Kim's year of 2020 was full with various acting projects. From January to March, Kim portrayed Julie, an eccentric weaver who swallowed a magnet, in composer Kim Dae-ri's musical Julie & Paul (2020), produced by Yeonwoo Stage. Following that, from March to April, Kim played the dual roles of Demian and Sinclair in the musical Demian (2020), based on the novel by Hermann Hesse. This two-hander musical play employed a gender-blind casting concept, where one male and one female actor alternated playing Sinclair or Demian, also portraying other novel characters like Cromer, Sinclair's father, Pistorius, and Mrs. Eva. From June to September, Kim and Lee Ah-jin alternated playing the supporting role of Layla, a bold and clever character, in the play Dear Elena (2020). Written in 1980 by Ljudmila Razumovskaya, the play explores humanity's inner conflicts.

In October and November, Kim reprised her role as Temple Grandin in the movement play Temple for Welcome Daehakro-Welcome Theater 2020. Critics noted her growth as an actor, observing a dramatic change in her acting style compared to earlier works like Julie & Paul and Demian.'nIn December, Kim joined Dream Theater Company's play Touch Your Love, written and directed by Jung Hyung-seok. The play, which premiered in Daehak-ro in fall 2013, tells the story of three characters—Dong-wook, Eun-ju, and Yoon-hee—who carry emotional wounds caused by love and people. In the 6th encore performance, Kim and Lee Seo-kyung were double-cast as the female lead, Eun-ju, a character known for her clear subjectivity and free-spirited personality.

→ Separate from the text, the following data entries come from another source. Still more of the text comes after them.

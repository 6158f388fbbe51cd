//! Scope Tree - hierarchical name table for namespaces and types.
//!
//! Uses `petgraph::DiGraph` with:
//! - Nodes: [`ScopeData`] (a namespace, or the scope of one class)
//! - Edges: `Contains(name)` from a scope to each child namespace or type
//!
//! Namespaces and types share one name table per scope, so a type cannot
//! reuse a namespace's name and vice versa. Class scopes also remember the
//! names of their members so a member cannot reuse a nested type's name.
//!
//! `using` directives are not edges: they are lexical and belong to one file.
//! They live in [`DirectiveBlock`]s, one per namespace block per file, linked
//! outward to the enclosing block.

use classbind_core::{ClassId, CompilationError, MemberKind, Span};
use petgraph::Direction;
use petgraph::graph::{DiGraph, NodeIndex};
use petgraph::visit::EdgeRef;
use rustc_hash::FxHashMap;
use thiserror::Error;
use tracing::trace;

// ============================================================================
// Errors
// ============================================================================

/// A declaration rejected by the scope tree.
#[derive(Debug, Clone, PartialEq, Eq, Error)]
pub enum ScopeError {
    #[error("`{name}' is not a valid namespace")]
    InvalidNamespace { name: String },

    #[error("`{name}' cannot be declared as a type because it is already declared as namespace")]
    TypeIsNamespace { name: String },

    #[error("`{name}' conflicts with imported type")]
    ImportedTypeConflict { name: String },

    #[error("`{name}' is already declared")]
    AlreadyDeclared { name: String, previous: Span },

    #[error("member `{name}' conflicts with a type name in the same scope")]
    MemberConflictsWithType { name: String },
}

=== 2021 to present: screen roles and recent stage works ===
From December 2020 to February 2021, Kim portrayed Jin Se-hee in the play What's Your Macbeef? by Shin So-won, which was b on Richard McBeef by Seung-Hui Cho. Kim had previously participated in a full-length reading of the play on June 21, 2019, when it was selected for the 2019 Juda Creative Contest. What's Your Macbeef? is set in an international high school's theater class, where teacher Jeong Dong-woo and three students, Jin Yoo, Lee Ji-soo, and Jin Se-hee, prepare for a performance under their homeroom teacher Yoon Young-jun's recommendation. Kim, Seo Hye-won, and Yoo Yu-jin were triple-cast as Jin Se-hee. Directed by Kim Ji-ho, What's Your Macbeef? premiered at the Dream Art Center Hall 3 in Seoul.

In January 2021, Kim was cast as Yun Shim-deok, Joseon's first soprano, in the play Government Ferry, directed by Lee Ki-bum for Player Sang Sang, Steps. Set on the Tokujumaru government ferry from Japan to Busan, the play posits that Yun Shim-deok is still alive. Hong Seok-ju, hiding on the boat, saves Yun Shim-deok when she jumps into the sea, leading to their relationship. The play depicts their conflicts in living different lives but also highlights their understanding, shared friendships, and shared hopes. Government Ferry was performed at the Jayu Theater in Daehangno, Seoul.

Kim made her first television appearance in a minor role in the OCN drama series Watcher in 2019. In 2021, she had three credited television appearances, all in supporting roles: Jin Ha-young in the miniseries Do Do Sol Sol La La Sol and a nurse in Youth of May, both aired on KBS2. Kim also made a cameo as Han Geu-ra's mom in the Netflix Original Series Move to Heaven. Her first major supporting television role was in tvN drama Hometown Cha-Cha-Cha (2021), where she portrayed Ham Yung-kyung, a pregnant young mother who runs a mini-mart named after her daughter Bora. Kim acted alongside her Temple co-star Yoon Seok-hyun, who played her husband, Choi Geum-chul. In the same year, Kim confirmed her appearance in her debut film, Jochiwon Commentary, produced by Blue Cucumber and directed by Choi Yang-hyun. The film is inspired by Shakespeare's Hamlet, one of his four great tragedies, and incorporates Korean sentiment and Chungcheong Province dialect to maximize the tragedy.

Kim made a theater comeback as Emma in the musical Vampire Arthur (2021–2022) at the Black Theater, Chungmu Art Center in Seoul. Set in 1930s London, the musical tells the story of the growth and love between a vampire named Arthur and Emma, an illiterate girl from a poor background. Directed by Kim Dong-yeon, the show ran from November 9, 2021, to February 6, 2022. For a recent replay of Vampire Arthur, a new creative team, consisting of writer Park Hae-rim and music director Choi Hee-young, joined as screenwriter and music director, respectively. Vampire Arthur was originally created by writer Seo Hwi-won and composer Kim De-ri. It premiered in 2017 through the 'Black and Blue Season 4' story writer's debut program. The showcase took place on March 23–24, 2018, and the premiere was staged at the Black Theater, Chungmu Art Center in Seoul from November 30, 2018, to February 2, 2019, also under the direction of Kim Dong-yeon.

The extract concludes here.